Berkshire Lowland Search and Rescue (BLSAR) is a registered charitable lowland search and rescue team based in Berkshire, United Kingdom. The organisation primary function is to provide search and rescue operations to Thames Valley Police. Secondary functions include water/flood rescue, and aerial reconnaissance to Royal Berkshire Fire and Rescue Service, Thames Valley Local Resilience Forum (LRF) and the emergency planning departments of various local authorities within Berkshire. Like most search and rescue (SAR) teams in the United Kingdom, BLSAR is composed entirely of trained volunteers.

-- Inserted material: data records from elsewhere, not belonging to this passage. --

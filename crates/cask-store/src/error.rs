use cask_stream::StreamError;
use cask_types::TypeError;

use crate::keys;

/// Errors from object store operations.
///
/// All variants except `Io` signal a logical precondition violation; none
/// are retried by this layer. Transient substrate failures propagate
/// unchanged from the stream adapter.
#[derive(Debug, thiserror::Error)]
pub enum StoreError {
    /// No current record exists for the object name.
    #[error("object not found: {0}")]
    ObjectNotFound(String),

    /// The current record for the name is a tombstone.
    #[error("object is deleted: {0}")]
    ObjectIsDeleted(String),

    /// The name currently refers to a live, non-link object.
    #[error("object already exists: {0}")]
    ObjectAlreadyExists(String),

    /// Links may point only at non-link records.
    #[error("cannot link to another link: {0}")]
    CantLinkToLink(String),

    /// Bucket links carry no bytes and cannot be the target of a get.
    #[error("cannot get a bucket link: {0}")]
    CantGetBucketLink(String),

    /// Links are created through the link operations, never through put.
    #[error("link is not allowed on put: {0}")]
    LinkNotAllowedOnPut(String),

    /// Digest or size verification failed while reading an object back.
    #[error("integrity mismatch for {name}: expected {expected}, computed {computed}")]
    IntegrityMismatch {
        name: String,
        expected: String,
        computed: String,
    },

    /// Mutation attempted on a sealed bucket.
    #[error("bucket is sealed: {0}")]
    BucketSealed(String),

    /// No bucket with this name exists.
    #[error("bucket not found: {0}")]
    BucketNotFound(String),

    /// A bucket with this name already exists.
    #[error("bucket already exists: {0}")]
    BucketAlreadyExists(String),

    /// The object name collides with a reserved key prefix.
    #[error("object name is reserved: {0}")]
    ReservedObjectName(String),

    /// Supplied metadata failed validation.
    #[error("invalid metadata: {0}")]
    InvalidMeta(#[from] TypeError),

    /// A metadata record on the stream could not be encoded or decoded.
    #[error("metadata record error: {0}")]
    Record(String),

    /// I/O failure reading a put source or writing a get sink.
    #[error("I/O error: {0}")]
    Io(#[from] std::io::Error),
}

impl From<StreamError> for StoreError {
    fn from(err: StreamError) -> Self {
        // Substrate streams are named after buckets; report bucket-level
        // conditions in bucket terms.
        let bucket = |stream: String| {
            keys::bucket_of(&stream)
                .map(str::to_string)
                .unwrap_or(stream)
        };
        match err {
            StreamError::NotFound(stream) => StoreError::BucketNotFound(bucket(stream)),
            StreamError::AlreadyExists(stream) => StoreError::BucketAlreadyExists(bucket(stream)),
            StreamError::Sealed(stream) => StoreError::BucketSealed(bucket(stream)),
        }
    }
}

/// Result alias for store operations.
pub type StoreResult<T> = Result<T, StoreError>;
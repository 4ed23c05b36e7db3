//! Ordered message-stream substrate contract for the Cask object store.
//!
//! The object-store core is built on top of a much simpler primitive: a
//! named, ordered, persisted log of keyed entries. This crate defines that
//! contract ([`StreamSubstrate`]) and ships an in-memory implementation
//! ([`MemoryStreams`]) for tests and embedding.
//!
//! # Contract
//!
//! - One stream per bucket; entries are appended in a total order and carry
//!   a key plus a kind tag (chunk payload vs. metadata record).
//! - "Latest per key" queries give the catalog its current-state view.
//! - Filtered ordered subscriptions capture a deterministic snapshot and a
//!   live feed atomically, so a consumer can replay history and then follow
//!   new appends without a gap or a duplicate in between.
//!
//! Transient substrate failures propagate unchanged to callers; retry policy
//! belongs to the substrate or the caller, never to the object-store core.

pub mod config;
pub mod entry;
pub mod error;
pub mod memory;
pub mod traits;

pub use config::{StreamConfig, StreamInfo};
pub use entry::{EntryKind, StreamEntry};
pub use error::{StreamError, StreamResult};
pub use memory::MemoryStreams;
pub use traits::{StreamSubstrate, SubscribeStart, Subscription};
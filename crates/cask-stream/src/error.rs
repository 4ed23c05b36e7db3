/// Errors from stream substrate operations.
#[derive(Debug, thiserror::Error, PartialEq, Eq)]
pub enum StreamError {
    /// The named stream does not exist.
    #[error("stream not found: {0}")]
    NotFound(String),

    /// A stream with this name already exists.
    #[error("stream already exists: {0}")]
    AlreadyExists(String),

    /// The stream is sealed; no further appends are accepted.
    #[error("stream is sealed: {0}")]
    Sealed(String),
}

/// Result alias for substrate operations.
pub type StreamResult<T> = Result<T, StreamError>;
use chrono::{DateTime, Utc};
use serde::{Deserialize, Serialize};

use crate::digest::Digest;
use crate::link::Link;
use crate::meta::ObjectMeta;
use crate::nuid::Nuid;

/// The persisted record of an object's current (or tombstoned) state.
///
/// Composes the caller-supplied [`ObjectMeta`] with the system-assigned
/// fields: bucket, nuid, size, chunk count, digest, modification time, and
/// the deleted flag. A fresh nuid is assigned at every put, so the nuid
/// identifies one specific generation of the logical name.
#[derive(Clone, Debug, Serialize, Deserialize)]
pub struct ObjectInfo {
    pub bucket: String,
    pub nuid: Nuid,
    pub size: u64,
    pub chunks: u32,
    #[serde(default, skip_serializing_if = "Option::is_none")]
    pub digest: Option<Digest>,
    pub modified: DateTime<Utc>,
    #[serde(default)]
    pub deleted: bool,
    #[serde(flatten)]
    pub meta: ObjectMeta,
}

impl ObjectInfo {
    /// Compose a live record from supplied meta and system-assigned fields.
    pub fn compose(
        bucket: impl Into<String>,
        meta: ObjectMeta,
        nuid: Nuid,
        size: u64,
        chunks: u32,
        digest: Digest,
    ) -> Self {
        Self {
            bucket: bucket.into(),
            nuid,
            size,
            chunks,
            digest: Some(digest),
            modified: Utc::now(),
            deleted: false,
            meta,
        }
    }

    /// Build a link record: no payload, no digest, a fresh nuid.
    pub fn link_record(bucket: impl Into<String>, name: impl Into<String>, link: Link) -> Self {
        let mut meta = ObjectMeta::new(name);
        meta.link = Some(link);
        Self {
            bucket: bucket.into(),
            nuid: Nuid::fresh(),
            size: 0,
            chunks: 0,
            digest: None,
            modified: Utc::now(),
            deleted: false,
            meta,
        }
    }

    /// Derive the tombstone for this record.
    ///
    /// The nuid and meta are retained; size, chunk count, and digest are
    /// cleared since the chunks are no longer reachable through this name.
    pub fn tombstone(&self) -> Self {
        Self {
            bucket: self.bucket.clone(),
            nuid: self.nuid.clone(),
            size: 0,
            chunks: 0,
            digest: None,
            modified: Utc::now(),
            deleted: true,
            meta: self.meta.clone(),
        }
    }

    /// The object name (unique key within the bucket).
    pub fn name(&self) -> &str {
        &self.meta.name
    }

    /// The link carried by this record, if any.
    pub fn link(&self) -> Option<&Link> {
        self.meta.link.as_ref()
    }

    /// Returns `true` if this record is a link (object or bucket).
    pub fn is_link(&self) -> bool {
        self.meta.link.is_some()
    }
}

// Equality ignores the modification timestamp to tolerate clock skew between
// writer and reader; description and headers are likewise not part of object
// identity.
impl PartialEq for ObjectInfo {
    fn eq(&self, other: &Self) -> bool {
        self.bucket == other.bucket
            && self.meta.name == other.meta.name
            && self.nuid == other.nuid
            && self.size == other.size
            && self.chunks == other.chunks
            && self.digest == other.digest
            && self.deleted == other.deleted
            && self.meta.link == other.meta.link
    }
}

impl Eq for ObjectInfo {}

#[cfg(test)]
mod tests {
    use super::*;
    use chrono::Duration;

    fn sample() -> ObjectInfo {
        ObjectInfo::compose(
            "bkt",
            ObjectMeta::new("obj").description("d"),
            Nuid::fresh(),
            15,
            2,
            Digest::of(b"payload"),
        )
    }

    #[test]
    fn compose_sets_system_fields() {
        let info = sample();
        assert_eq!(info.bucket, "bkt");
        assert_eq!(info.name(), "obj");
        assert_eq!(info.size, 15);
        assert_eq!(info.chunks, 2);
        assert!(info.digest.is_some());
        assert!(!info.deleted);
        assert!(!info.is_link());
    }

    #[test]
    fn equality_ignores_modified() {
        let a = sample();
        let mut b = a.clone();
        b.modified += Duration::seconds(90);
        assert_eq!(a, b);
    }

    #[test]
    fn equality_respects_nuid() {
        let a = sample();
        let mut b = a.clone();
        b.nuid = Nuid::fresh();
        assert_ne!(a, b);
    }

    #[test]
    fn tombstone_clears_payload_fields() {
        let info = sample();
        let ts = info.tombstone();
        assert!(ts.deleted);
        assert_eq!(ts.size, 0);
        assert_eq!(ts.chunks, 0);
        assert!(ts.digest.is_none());
        assert_eq!(ts.nuid, info.nuid);
        assert_eq!(ts.name(), info.name());
    }

    #[test]
    fn tombstone_is_stable() {
        let ts = sample().tombstone();
        assert_eq!(ts, ts.tombstone());
    }

    #[test]
    fn link_record_shape() {
        let info = ObjectInfo::link_record("bkt", "ln", Link::object("other", "target"));
        assert!(info.is_link());
        assert_eq!(info.size, 0);
        assert_eq!(info.chunks, 0);
        assert!(info.digest.is_none());
        assert_eq!(info.link().unwrap().object_name(), Some("target"));
    }

    #[test]
    fn serde_roundtrip() {
        let info = sample();
        let json = serde_json::to_string(&info).unwrap();
        let parsed: ObjectInfo = serde_json::from_str(&json).unwrap();
        assert_eq!(info, parsed);
    }
}
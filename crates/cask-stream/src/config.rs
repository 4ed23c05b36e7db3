use std::time::Duration;

use chrono::{DateTime, Utc};
use serde::{Deserialize, Serialize};

use cask_types::StorageClass;

/// Configuration for one ordered stream.
#[derive(Clone, Debug, PartialEq, Eq, Serialize, Deserialize)]
pub struct StreamConfig {
    pub name: String,
    #[serde(default, skip_serializing_if = "Option::is_none")]
    pub description: Option<String>,
    /// Maximum entry age before the substrate may expire entries.
    #[serde(default, skip_serializing_if = "Option::is_none")]
    pub max_age: Option<Duration>,
    #[serde(default)]
    pub storage: StorageClass,
    #[serde(default = "default_replicas")]
    pub replicas: usize,
    #[serde(default, skip_serializing_if = "Option::is_none")]
    pub placement: Option<String>,
}

fn default_replicas() -> usize {
    1
}

impl StreamConfig {
    /// Create a configuration with defaults for everything but the name.
    pub fn new(name: impl Into<String>) -> Self {
        Self {
            name: name.into(),
            description: None,
            max_age: None,
            storage: StorageClass::default(),
            replicas: 1,
            placement: None,
        }
    }
}

/// Metadata reported for one stream.
#[derive(Clone, Debug, PartialEq, Eq, Serialize, Deserialize)]
pub struct StreamInfo {
    pub config: StreamConfig,
    pub created: DateTime<Utc>,
    /// Sealed streams reject all further appends.
    pub sealed: bool,
    /// Number of retained entries.
    pub entries: u64,
    /// Total payload bytes across retained entries.
    pub bytes: u64,
    /// Sequence of the first retained entry (0 when empty).
    pub first_seq: u64,
    /// Sequence of the most recent entry (0 when empty).
    pub last_seq: u64,
}
use serde::{Deserialize, Serialize};

/// Discriminator for the two kinds of entry stored on a bucket's stream.
///
/// Chunk payloads and metadata records share one log; consumers switch on
/// this tag rather than inspecting payload shape.
#[derive(Clone, Copy, Debug, PartialEq, Eq, Hash, Serialize, Deserialize)]
pub enum EntryKind {
    /// One size-bounded slice of an object generation's payload.
    Chunk,
    /// A serialized metadata record (commit, tombstone, or link).
    Record,
}

impl std::fmt::Display for EntryKind {
    fn fmt(&self, f: &mut std::fmt::Formatter<'_>) -> std::fmt::Result {
        match self {
            Self::Chunk => write!(f, "chunk"),
            Self::Record => write!(f, "record"),
        }
    }
}

/// One sequenced entry on a stream.
#[derive(Clone, Debug, PartialEq, Eq)]
pub struct StreamEntry {
    /// Sequence number assigned at append time; strictly increasing.
    pub seq: u64,
    /// Associated key, used for latest-per-key queries and subscriptions.
    pub key: String,
    /// Kind discriminator.
    pub kind: EntryKind,
    /// Raw chunk bytes or serialized metadata.
    pub payload: Vec<u8>,
}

BLSAR was formally called SEBEV, the original meaning of SEBEV was South East Berkshire Emergency Volunteers, however the full title was dropped in 1994 and the team was then known simply as SEBEV Search and Rescue (or sometimes by the media as Berkshire Search and Rescue) in order to better reflect their role. In 2011 SEBEV changed its name again to Berkshire Lowland Search and Rescue (BLSAR).

==History==
The organisation was originally set up in 1980 by John Cowling as a Civil Defence volunteer team to provide support for local authorities and statutory emergency services during civil emergencies under the Category 1 and 2 responder framework of the Civil Contingencies Act 2004. At its inception the membership predominantly comprised council employees, who met monthly for basic training in message handling, logging and plotting, and map-reading.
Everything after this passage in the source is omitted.